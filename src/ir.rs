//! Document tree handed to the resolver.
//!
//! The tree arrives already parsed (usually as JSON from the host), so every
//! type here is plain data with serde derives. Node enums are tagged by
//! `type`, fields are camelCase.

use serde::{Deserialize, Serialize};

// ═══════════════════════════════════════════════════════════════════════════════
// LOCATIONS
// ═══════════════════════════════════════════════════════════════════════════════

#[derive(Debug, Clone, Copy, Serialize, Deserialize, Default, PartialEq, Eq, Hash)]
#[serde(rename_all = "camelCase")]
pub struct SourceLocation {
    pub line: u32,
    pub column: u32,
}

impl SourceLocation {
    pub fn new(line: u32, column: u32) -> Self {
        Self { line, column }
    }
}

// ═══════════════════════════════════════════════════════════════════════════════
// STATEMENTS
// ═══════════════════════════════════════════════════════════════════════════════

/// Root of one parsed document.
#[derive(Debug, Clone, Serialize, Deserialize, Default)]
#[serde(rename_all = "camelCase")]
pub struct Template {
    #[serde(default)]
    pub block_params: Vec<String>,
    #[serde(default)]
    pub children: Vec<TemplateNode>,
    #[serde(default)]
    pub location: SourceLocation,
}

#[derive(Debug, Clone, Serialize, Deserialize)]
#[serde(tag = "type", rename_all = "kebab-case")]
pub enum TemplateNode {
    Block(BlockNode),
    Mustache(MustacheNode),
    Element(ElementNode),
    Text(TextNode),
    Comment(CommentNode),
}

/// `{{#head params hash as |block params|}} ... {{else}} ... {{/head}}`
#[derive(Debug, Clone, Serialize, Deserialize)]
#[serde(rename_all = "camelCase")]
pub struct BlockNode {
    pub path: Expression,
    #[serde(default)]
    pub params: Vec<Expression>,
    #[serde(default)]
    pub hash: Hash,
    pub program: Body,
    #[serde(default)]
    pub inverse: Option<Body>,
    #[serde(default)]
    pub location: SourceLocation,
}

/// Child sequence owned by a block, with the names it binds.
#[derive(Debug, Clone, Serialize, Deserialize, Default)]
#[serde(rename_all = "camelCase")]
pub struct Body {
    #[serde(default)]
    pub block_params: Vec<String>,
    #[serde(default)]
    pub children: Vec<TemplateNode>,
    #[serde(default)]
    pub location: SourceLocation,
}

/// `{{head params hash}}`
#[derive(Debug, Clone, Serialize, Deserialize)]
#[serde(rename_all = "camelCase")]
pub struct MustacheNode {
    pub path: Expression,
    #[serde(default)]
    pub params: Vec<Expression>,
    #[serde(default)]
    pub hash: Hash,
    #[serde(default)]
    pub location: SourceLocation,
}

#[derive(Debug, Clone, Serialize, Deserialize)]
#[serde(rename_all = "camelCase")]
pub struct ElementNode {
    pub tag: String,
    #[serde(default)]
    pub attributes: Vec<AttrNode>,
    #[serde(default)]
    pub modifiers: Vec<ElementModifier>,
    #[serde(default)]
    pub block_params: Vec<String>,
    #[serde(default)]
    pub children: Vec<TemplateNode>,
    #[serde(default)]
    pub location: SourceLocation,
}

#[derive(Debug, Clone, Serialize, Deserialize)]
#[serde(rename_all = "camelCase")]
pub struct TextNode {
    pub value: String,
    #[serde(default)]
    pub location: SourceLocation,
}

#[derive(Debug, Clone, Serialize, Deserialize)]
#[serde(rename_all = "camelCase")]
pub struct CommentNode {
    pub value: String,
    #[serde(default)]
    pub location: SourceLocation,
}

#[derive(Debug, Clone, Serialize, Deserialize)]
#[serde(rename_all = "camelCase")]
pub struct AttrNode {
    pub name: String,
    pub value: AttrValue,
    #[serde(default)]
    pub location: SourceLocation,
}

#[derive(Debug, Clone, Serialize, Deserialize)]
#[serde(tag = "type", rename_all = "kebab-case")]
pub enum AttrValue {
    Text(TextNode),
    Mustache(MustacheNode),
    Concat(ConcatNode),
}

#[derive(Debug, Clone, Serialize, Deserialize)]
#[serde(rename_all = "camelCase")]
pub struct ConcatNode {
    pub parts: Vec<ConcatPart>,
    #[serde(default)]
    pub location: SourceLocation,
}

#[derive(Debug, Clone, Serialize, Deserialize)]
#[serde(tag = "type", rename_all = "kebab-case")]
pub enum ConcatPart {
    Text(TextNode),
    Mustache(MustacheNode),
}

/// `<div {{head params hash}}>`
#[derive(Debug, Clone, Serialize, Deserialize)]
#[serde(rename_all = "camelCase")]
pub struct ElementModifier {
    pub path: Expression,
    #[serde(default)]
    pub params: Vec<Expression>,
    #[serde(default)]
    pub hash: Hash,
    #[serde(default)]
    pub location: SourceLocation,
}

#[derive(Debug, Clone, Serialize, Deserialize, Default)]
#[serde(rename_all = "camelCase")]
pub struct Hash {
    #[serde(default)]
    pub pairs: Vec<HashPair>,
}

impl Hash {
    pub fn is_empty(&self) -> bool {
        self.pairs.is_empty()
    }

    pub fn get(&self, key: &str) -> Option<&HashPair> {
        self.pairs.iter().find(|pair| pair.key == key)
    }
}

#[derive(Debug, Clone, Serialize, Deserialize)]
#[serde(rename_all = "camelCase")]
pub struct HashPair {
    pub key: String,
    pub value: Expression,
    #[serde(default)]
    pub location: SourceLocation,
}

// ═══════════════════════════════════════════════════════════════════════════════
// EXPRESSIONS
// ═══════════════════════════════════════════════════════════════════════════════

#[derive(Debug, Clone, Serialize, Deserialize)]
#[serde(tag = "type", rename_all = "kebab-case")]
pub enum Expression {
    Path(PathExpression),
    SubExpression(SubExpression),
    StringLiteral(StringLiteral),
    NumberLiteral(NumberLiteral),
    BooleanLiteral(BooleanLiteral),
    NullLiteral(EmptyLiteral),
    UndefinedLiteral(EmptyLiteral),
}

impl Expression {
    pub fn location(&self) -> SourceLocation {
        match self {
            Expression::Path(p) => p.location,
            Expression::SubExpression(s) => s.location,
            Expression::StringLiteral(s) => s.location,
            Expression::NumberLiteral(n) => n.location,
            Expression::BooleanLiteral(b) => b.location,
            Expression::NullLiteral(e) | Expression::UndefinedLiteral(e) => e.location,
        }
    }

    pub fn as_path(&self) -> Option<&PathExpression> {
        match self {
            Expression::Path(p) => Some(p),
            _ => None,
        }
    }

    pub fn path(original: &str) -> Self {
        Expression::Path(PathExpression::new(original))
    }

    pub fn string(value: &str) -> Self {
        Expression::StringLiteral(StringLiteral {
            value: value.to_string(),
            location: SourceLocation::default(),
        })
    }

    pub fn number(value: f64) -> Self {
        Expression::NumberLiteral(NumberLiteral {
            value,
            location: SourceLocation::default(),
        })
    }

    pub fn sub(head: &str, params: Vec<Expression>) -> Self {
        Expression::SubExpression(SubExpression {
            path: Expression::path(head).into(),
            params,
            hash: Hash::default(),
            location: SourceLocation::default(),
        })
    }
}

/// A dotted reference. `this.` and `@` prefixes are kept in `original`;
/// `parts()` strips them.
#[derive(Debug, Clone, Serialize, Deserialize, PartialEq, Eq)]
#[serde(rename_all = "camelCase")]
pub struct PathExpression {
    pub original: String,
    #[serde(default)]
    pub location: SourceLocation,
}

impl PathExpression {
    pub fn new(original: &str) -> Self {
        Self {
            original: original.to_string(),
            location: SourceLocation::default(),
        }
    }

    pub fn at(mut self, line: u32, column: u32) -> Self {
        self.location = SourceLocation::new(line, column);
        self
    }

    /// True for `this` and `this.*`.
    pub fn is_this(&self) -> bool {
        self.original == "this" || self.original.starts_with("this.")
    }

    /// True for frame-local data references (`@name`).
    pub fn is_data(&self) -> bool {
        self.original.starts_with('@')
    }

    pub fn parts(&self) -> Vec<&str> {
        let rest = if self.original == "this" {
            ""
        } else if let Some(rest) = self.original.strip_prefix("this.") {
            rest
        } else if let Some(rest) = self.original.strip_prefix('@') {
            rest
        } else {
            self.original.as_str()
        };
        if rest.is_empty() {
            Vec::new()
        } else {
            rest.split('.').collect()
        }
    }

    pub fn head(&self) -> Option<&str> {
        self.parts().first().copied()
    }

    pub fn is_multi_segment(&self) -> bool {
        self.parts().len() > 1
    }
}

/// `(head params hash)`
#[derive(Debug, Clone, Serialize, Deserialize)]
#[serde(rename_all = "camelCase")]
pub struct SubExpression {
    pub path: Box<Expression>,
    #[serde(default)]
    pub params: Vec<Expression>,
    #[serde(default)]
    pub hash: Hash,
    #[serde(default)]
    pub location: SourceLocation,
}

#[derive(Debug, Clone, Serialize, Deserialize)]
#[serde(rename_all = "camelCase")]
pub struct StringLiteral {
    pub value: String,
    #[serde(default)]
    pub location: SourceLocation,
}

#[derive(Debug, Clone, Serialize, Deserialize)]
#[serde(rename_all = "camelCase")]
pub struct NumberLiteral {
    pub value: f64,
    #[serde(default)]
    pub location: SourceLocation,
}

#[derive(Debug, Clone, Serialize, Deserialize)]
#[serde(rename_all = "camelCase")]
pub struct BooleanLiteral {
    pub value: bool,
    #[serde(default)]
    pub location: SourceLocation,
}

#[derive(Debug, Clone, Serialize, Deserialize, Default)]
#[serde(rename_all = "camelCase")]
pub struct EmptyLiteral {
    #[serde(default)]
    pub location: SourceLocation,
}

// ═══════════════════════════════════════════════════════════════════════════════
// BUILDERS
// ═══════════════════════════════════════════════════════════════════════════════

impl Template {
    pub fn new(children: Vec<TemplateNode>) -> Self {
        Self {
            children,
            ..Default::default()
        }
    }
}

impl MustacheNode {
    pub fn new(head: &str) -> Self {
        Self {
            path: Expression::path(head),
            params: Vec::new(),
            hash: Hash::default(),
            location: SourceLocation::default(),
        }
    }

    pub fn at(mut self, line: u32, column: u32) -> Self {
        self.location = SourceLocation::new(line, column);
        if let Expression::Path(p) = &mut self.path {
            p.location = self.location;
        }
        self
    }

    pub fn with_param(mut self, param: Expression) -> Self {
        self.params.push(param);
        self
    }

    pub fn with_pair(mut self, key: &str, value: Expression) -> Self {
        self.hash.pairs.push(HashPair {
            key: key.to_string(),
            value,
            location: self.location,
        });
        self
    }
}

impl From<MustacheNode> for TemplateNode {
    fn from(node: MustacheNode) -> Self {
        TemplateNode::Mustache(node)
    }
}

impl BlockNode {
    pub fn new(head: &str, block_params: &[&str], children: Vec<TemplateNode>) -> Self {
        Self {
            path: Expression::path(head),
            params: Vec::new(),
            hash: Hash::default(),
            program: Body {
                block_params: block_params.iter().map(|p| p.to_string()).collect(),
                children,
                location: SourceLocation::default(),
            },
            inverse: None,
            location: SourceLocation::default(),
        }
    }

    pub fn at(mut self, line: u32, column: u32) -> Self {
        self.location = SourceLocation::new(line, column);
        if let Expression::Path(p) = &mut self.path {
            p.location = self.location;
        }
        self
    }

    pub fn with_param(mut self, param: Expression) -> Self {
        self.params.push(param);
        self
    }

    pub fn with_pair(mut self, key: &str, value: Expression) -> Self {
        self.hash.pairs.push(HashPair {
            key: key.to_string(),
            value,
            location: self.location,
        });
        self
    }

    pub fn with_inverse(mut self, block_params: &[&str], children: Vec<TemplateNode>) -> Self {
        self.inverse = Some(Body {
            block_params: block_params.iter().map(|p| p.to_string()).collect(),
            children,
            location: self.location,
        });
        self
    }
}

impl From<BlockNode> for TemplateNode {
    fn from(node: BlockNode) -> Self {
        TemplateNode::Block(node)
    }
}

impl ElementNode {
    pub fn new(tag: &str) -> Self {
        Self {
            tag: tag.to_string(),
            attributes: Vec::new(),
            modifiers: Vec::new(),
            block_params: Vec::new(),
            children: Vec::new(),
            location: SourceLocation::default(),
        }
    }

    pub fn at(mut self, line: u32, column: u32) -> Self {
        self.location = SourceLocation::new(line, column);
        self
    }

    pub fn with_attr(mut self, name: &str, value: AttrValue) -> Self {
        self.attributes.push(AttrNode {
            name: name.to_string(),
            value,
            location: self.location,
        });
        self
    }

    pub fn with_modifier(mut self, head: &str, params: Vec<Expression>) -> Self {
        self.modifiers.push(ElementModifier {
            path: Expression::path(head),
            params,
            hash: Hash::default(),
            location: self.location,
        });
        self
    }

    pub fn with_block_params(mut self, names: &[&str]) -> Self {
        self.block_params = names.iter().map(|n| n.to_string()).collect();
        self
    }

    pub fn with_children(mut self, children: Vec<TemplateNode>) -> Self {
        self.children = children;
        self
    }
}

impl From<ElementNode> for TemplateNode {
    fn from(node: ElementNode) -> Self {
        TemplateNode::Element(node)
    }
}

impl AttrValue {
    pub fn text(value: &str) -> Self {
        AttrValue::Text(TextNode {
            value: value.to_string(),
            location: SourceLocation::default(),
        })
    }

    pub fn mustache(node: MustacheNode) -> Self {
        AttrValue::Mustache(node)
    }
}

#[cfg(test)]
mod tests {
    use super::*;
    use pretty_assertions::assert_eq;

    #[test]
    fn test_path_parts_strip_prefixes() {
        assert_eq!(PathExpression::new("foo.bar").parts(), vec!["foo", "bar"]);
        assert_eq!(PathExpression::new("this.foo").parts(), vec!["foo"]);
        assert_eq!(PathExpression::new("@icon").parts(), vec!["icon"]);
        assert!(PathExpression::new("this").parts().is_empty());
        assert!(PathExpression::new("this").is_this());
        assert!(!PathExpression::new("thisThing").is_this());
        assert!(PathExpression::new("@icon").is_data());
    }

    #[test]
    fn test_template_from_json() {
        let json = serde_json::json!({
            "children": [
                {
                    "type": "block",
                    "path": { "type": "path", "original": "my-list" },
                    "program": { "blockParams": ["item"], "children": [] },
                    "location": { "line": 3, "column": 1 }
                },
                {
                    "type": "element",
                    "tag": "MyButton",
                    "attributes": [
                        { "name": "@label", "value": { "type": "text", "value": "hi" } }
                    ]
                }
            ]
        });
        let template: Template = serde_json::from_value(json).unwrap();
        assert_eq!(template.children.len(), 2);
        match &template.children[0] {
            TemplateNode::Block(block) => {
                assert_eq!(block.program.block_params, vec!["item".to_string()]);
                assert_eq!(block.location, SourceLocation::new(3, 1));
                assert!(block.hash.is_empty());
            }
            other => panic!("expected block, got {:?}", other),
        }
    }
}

● The problem: The expected answer is a copy of every line in the entries that holds the word "AttrValue".

● Answer for this exercise:
    pub value: AttrValue,
pub enum AttrValue {
    pub fn with_attr(mut self, name: &str, value: AttrValue) -> Self {
impl AttrValue {
        AttrValue::Text(TextNode {
        AttrValue::Mustache(node)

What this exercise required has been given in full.